Miraba la semana pasada, entre embobado e incrédulo, un videoclip de Buena Fe patrocinado por la Sociedad Cultural José Martí. O algo parecido. La canción era algo así como la versión actualizada de “Con todos y para el bien de todos”. Son esas cosas que a veces miro en la televisión cubana para poder enojarme con algo. Había en el video representantes sociales válidos: no recuerdo exactamente la nómina, pero pongamos que había un doctor, un pelotero, un chef, un ama de casa ilustrada, un constructor, uno de esos tipos que escriben libros y que se hacen llamar intelectuales; es decir, gente aburrida de bien. Habían invitado también, cómo no, a algunos minusválidos bravucones. Todo el estereotipo necesario para dar la impresión de pluralidad. Como ya es costumbre, este era uno de esos clips en los que la producción se cuida muy bien de que todos estén de acuerdo con lo mismo. Donde no se invita a nadie dispuesto a contradecir las reglas de la hipersensibilidad social. No aparece en el video ninguna Tania Bruguera, por ejemplo. Y Buena Fe, que nunca quiso representar a nadie, termina hablando, hasta hoy, por casi todos. Pero me desvío.

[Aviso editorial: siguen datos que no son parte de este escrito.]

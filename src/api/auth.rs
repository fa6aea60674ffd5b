/// 認証マネージャー
///
/// api.videoのベアラートークン認証を管理します。
/// APIキーからアクセストークン/リフレッシュトークンを取得し、
/// 有効期限を追跡して必要なときだけ更新します。
/// シングルスレッドでの直列利用を前提としており、ロックは持ちません。
use crate::api::error::ApiError;
use crate::api::types::TokenResponse;
use chrono::{DateTime, Duration, Utc};
use log::info;
use reqwest::Client;
use serde_json::json;

/// 認証情報
///
/// APIキーは不変の入力。トークンと有効期限は authenticate / refresh の
/// たびに丸ごと置き換えられる派生状態で、永続化はしない。
#[derive(Debug, Clone)]
pub struct Credential {
    api_key: String,
    access_token: Option<String>,
    refresh_token: Option<String>,
    expires_at: Option<DateTime<Utc>>,
}

impl Credential {
    /// 空の認証情報を作成（トークン未取得の状態）
    pub fn new(api_key: String) -> Self {
        Self {
            api_key,
            access_token: None,
            refresh_token: None,
            expires_at: None,
        }
    }

    /// トークンが未取得、または有効期限切れかどうか
    ///
    /// `now >= expires_at` でちょうど期限切れとみなす。
    pub fn needs_refresh(&self, now: DateTime<Utc>) -> bool {
        match (&self.access_token, self.expires_at) {
            (Some(_), Some(expires_at)) => now >= expires_at,
            _ => true,
        }
    }

    /// トークンレスポンスで全体を置き換える
    fn store(&mut self, token: TokenResponse, now: DateTime<Utc>) {
        self.expires_at = Some(now + Duration::seconds(token.expires_in));
        self.access_token = Some(token.access_token);
        self.refresh_token = Some(token.refresh_token);
    }
}

/// 認証マネージャー
pub struct Authenticator {
    http: Client,
    base_url: String,
    credential: Credential,
}

impl Authenticator {
    /// 新しい認証マネージャーを作成
    ///
    /// # Arguments
    /// * `http` - 共有のHTTPクライアント
    /// * `base_url` - APIのベースURL（例: "https://ws.api.video"）
    /// * `api_key` - api.video APIキー
    pub fn new(http: Client, base_url: String, api_key: String) -> Self {
        Self {
            http,
            base_url,
            credential: Credential::new(api_key),
        }
    }

    /// APIキーで認証し、トークン一式を取得する
    ///
    /// POST /auth/api-key。非2xxの場合は ApiError::Auth を返す。
    pub async fn authenticate(&mut self) -> Result<(), ApiError> {
        let payload = json!({ "apiKey": self.credential.api_key });
        let token = self.request_token("/auth/api-key", payload).await?;
        self.credential.store(token, Utc::now());
        Ok(())
    }

    /// リフレッシュトークンでトークン一式を更新する
    ///
    /// POST /auth/refresh。成功・失敗の契約は authenticate と同じ。
    ///
    /// # Errors
    /// リフレッシュトークンを保持していない場合は ApiError::NotAuthenticated。
    pub async fn refresh(&mut self) -> Result<(), ApiError> {
        let refresh_token = self
            .credential
            .refresh_token
            .clone()
            .ok_or(ApiError::NotAuthenticated)?;

        let payload = json!({ "refreshToken": refresh_token });
        let token = self.request_token("/auth/refresh", payload).await?;
        self.credential.store(token, Utc::now());
        Ok(())
    }

    /// 現在有効なアクセストークンを返す
    ///
    /// トークンが未取得または期限切れの場合のみ、透過的に refresh() を
    /// 呼んでから返す。それ以外ではネットワークアクセスは発生しない。
    pub async fn valid_token(&mut self) -> Result<String, ApiError> {
        if self.credential.needs_refresh(Utc::now()) {
            info!("access token missing or expired, refreshing");
            self.refresh().await?;
        }

        // refresh 成功後は必ず Some
        self.credential
            .access_token
            .clone()
            .ok_or(ApiError::NotAuthenticated)
    }

    /// 認証エンドポイントにPOSTし、トークンレスポンスを取り出す
    async fn request_token(
        &self,
        path: &str,
        payload: serde_json::Value,
    ) -> Result<TokenResponse, ApiError> {
        let url = format!("{}{}", self.base_url, path);

        let response = self
            .http
            .post(&url)
            .json(&payload)
            .send()
            .await
            .map_err(|e| {
                if e.is_timeout() {
                    ApiError::timeout(format!("POST {}", path))
                } else {
                    ApiError::network(format!("request failed for POST {}: {}", path, e))
                }
            })?;

        let status = response.status();
        if !status.is_success() {
            let body = response
                .text()
                .await
                .unwrap_or_else(|_| "Unable to read error response".to_string());
            return Err(ApiError::Auth {
                status: status.as_u16(),
                body,
            });
        }

        response
            .json::<TokenResponse>()
            .await
            .map_err(|e| ApiError::network(format!("failed to parse token response: {}", e)))
    }

    /// テスト用: トークン状態を直接セットする
    #[cfg(test)]
    pub(crate) fn seed_tokens(
        &mut self,
        access_token: &str,
        refresh_token: &str,
        expires_at: DateTime<Utc>,
    ) {
        self.credential.access_token = Some(access_token.to_string());
        self.credential.refresh_token = Some(refresh_token.to_string());
        self.credential.expires_at = Some(expires_at);
    }
}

“Llegaron para quedarse”, dicen los titulares de nuestra prensa.

Vaya.

Y uno aprovecha para preguntar: quedarse, ¿dónde? ¿En La Habana? ¿En el catálogo de la Egrem? ¿En un territorio sin mapa, como es el de una música cubana, más inventariada que realmente cartografiada por una crítica menoscabada e indigente? ¿En ese consultorio sentimental que es nuestro país, en el que ningún hecho artístico, por mucho que se lo proponga, suscita demasiados ecos, contestaciones, debates? ¿En la noria empobrecida y casi desmantelada de los concursos de poesía de la UNEAC, de los aniversarios de la Unión de Jóvenes Comunistas (UJC), de los congresos y festivales? ¿En el canon de los funcionarios? ¿En la fábula de los trovadores provincianos que tocan en una plaza universitaria un infinito número de versiones de un país posible? ¿En la andanada de palabras? ¿En la montaña rusa de las palabras? ¿En la catarata de palabras sin sentido?

Díganme que no, que es lo que quiero oír.